FOR SALE FREEHOLD BY PRIVATE TREATY AS A WHOLE OR IN LOTS AS DESCRIBED:
Lot 1: Castlegrace House with c 25.30 Hectares (62.50 Acres)
Lot 2: Lands comprising c 23.31 Hectares (57.50 Acres)
Lot 3: The Entire – c 48.61 Hectares (120 Acres)
The Castlegrace estate comprises a character country estate property set in a lush rural setting overlooking the dramatic Knockmealdown mountains to the south. It was here that Samuel Grubb, a prominent corn merchant, miller and draper leased the lands in 1800 and greatly redeveloped the mill, which still stands. To the north of the medieval castle he constructed Castlegrace House, a three storey house together with the Mill House, and a gate lodge which also doubled as a bank for the mill business. The property was later acquired freehold from the Glengal Estate under the Encumbered Estates Act.
The entire property extends to c. 48.61 hectares (120.1 acres) and includes the mill together with Mill House and Bridge Cottage. The lands are laid out in 12 main divisions, with c 27.4 ha (67.6 acres) in top class tillage and pasture and c. 13.3 ha (33 acres) in cider apple orchards with the balance in river and amenity.

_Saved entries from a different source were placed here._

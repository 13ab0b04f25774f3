//! Outbound application events.
//!
//! The [`ControllerService`](super::service::ControllerService) emits these
//! through the [`EventSink`](super::ports::EventSink) port.  Adapters on
//! the other side decide what to do with them; the firmware logs them to
//! the serial console.

use crate::error::{Error, SafetyFault};
use crate::fsm::{Channel, CoverState};
use crate::sensors::jumpers::JumperSettings;

/// Structured events emitted by the application core.
#[derive(Debug, Clone, Copy, PartialEq, Eq)]
pub enum AppEvent {
    /// The service has started; every channel begins in `initial`.
    Started { initial: CoverState },

    /// A channel's state differs from the start of the cycle.  Emitted at
    /// most once per channel per cycle.
    StateChanged {
        channel: Channel,
        from: CoverState,
        to: CoverState,
    },

    /// A limit-switch conflict was raised on one channel.
    FaultDetected(SafetyFault),

    /// A previously raised conflict is gone.
    FaultCleared(SafetyFault),

    /// The decoded jumper configuration changed (or was read for the
    /// first time).
    JumpersChanged(JumperSettings),

    /// Inputs could not be sampled; outputs were forced off this cycle.
    InputFailure(Error),
}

Surrounded by it own prime farmland and commanding delightful aspects over the surrounding countryside Castlegrace enjoys an idyllic, secluded position and a tranquil location, whilst being within easy reach of the M8 (Dublin-Cork) motorway affording rapid access to the country’s main centres and international airports.

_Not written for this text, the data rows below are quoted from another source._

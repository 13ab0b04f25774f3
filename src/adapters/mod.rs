//! Adapters: concrete implementations of the hexagonal port traits.
//!
//! | Adapter    | Implements    | Connects to                      |
//! |------------|---------------|----------------------------------|
//! | `hardware` | InputPort     | button, limit, jumper GPIO       |
//! |            | ActuatorPort  | relay and lamp GPIO              |
//! | `log_sink` | EventSink     | Serial log output                |
//! | `time`     | (clock)       | ESP32 system timer               |

pub mod hardware;
pub mod log_sink;
pub mod time;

The house is bright and airy, being arranged over three floors including a semi-basement. A raised ground floor offers generous well-proportioned accommodation with 3.60 metre ceiling heights lit by large sash windows. Extending to circa 650 sq metres (7000 sq ft), the impressive accommodation includes reception hall, four reception rooms, seven bedrooms and four bathrooms together with annexe and a wealth of space to the lower ground floor.
The house is approached by a sweeping gravel drive leading to a forecourt. The grounds are a particular feature of the property with lawns surrounding the house framed by many mature and unusual trees planted over 200 years, providing much privacy and seclusion. The mill river and River Tar, which forms the southern boundary are a delightful feature and feed a duck-flighting pond.
The Castlegrace Estate is located in a quiet rural area some 4 km from the village of Clogheen and 11 km from the busy market town of Cahir; with a comprehensive range of shopping, financial and leisure facilities. The property is well placed for the M8 Motorway (11 mins) affording rapid access to Cork (60 mins) and Dublin (120 mins) with Clonmel, Waterford and Shannon Airport all within easy reach. Mainline rail to Cork and Dublin from Limerick Junction (40 mins).
The area, bounded by the Knockmealdowns to the south and Galtees to the north, is known for its outstanding natural beauty and its rich valleys of undulating farmland. There is an abundance of leisure and sporting amenities close by with the renowned Vee gap drive, literally on the doorstep with its breathtaking vistas and panoramic views over the surrounding countryside. The area provides wonderful hill-walking together with some of the finest fishing to the River Suir and its tributaries, whilst golf is well catered for with courses at Cahir, Clonmel, Ballykisteen and Dundrum. Hunting is with the Tipperary Foxhounds, the only remaining pack hunting four days a week. Racing is at Tipperary and Clonmel with an active point-to-point calendar over the winter months.
Lying to the south of the house within the grounds are the remains of a late 13th Century de Bermingham castle. The two circular corner towers at each end of the curtain wall are the most complete of what remains of a former rectangular court, whose other two corner towers were square in plan. During the 1970s the castle featured as a location in Stanley Kubrick’s 1975 film “Barry Lyndon”, winner of four Academy Awards. The castle walls are draped with climbing plants and are home to a delightful walled garden with several ancient yew trees.
Directly to the rear of the house, is a house yard with garaging. A farmyard with a range of traditional and modern farm buildings is located adjacent to the mill complex with access directly to the public road. Also included in the sale are Bridge Cottage, a two-storey cottage adjacent to the farmyard and located close to river, and Mill House, a charming two-storey gate lodge which adjoins the Mill building. It once served as the bank to the estate, replete with iron-backed door and gun-hole.
Originally used for the production of flour the mill comprises a substantial stone structure of some 5 storeys and located adjacent to the public road. Lewis records in 1837 that an extensive flour mill had recently been built by Samuel Grubb of Clogheen. The mill is a protected structure but would suit a variety of uses subject to the necessary consents. The original mill race still flows through the building and now powers a hydro-electric turbine, located directly across the public road.
The farm lands are comprised of first class tillage and pasture, in 12 main divisions and extending to some 120 acres – with c. 30 acres in tillage and c. 38 acres in pasture. There are some 33 acres in cider orchard with the balance in amenity. A contract currently exists with the C&C Group plc Clonmel for the cider apple crop. The River Tar runs along the southern boundary of the property where the riverside lands form part of a Special Area of Conservation. The main Farmyard is located on Lot 2, adjacent to the public road and comprises of a substantial modern complex extending to some 9,600 sq. ft. In excellent order, it is arranged in four large adjoining sheds with concrete floors together with an outdoor slatted and feeding area measuring 120’ x 12’ and covered crush facility.
There is circa 2.25 km of fishing with the property, comprising of circa 1.47 km single bank fishing to the River Tar and circa 780 m of double-bank fishing to the mill river. A duck flighting pond is fed by the mill river. Water is provided by a private well located on the property with drainage disposal via private septic tanks. All the houses have modern oil fired central heating, but as mentioned above, home produced electric power can be used instead.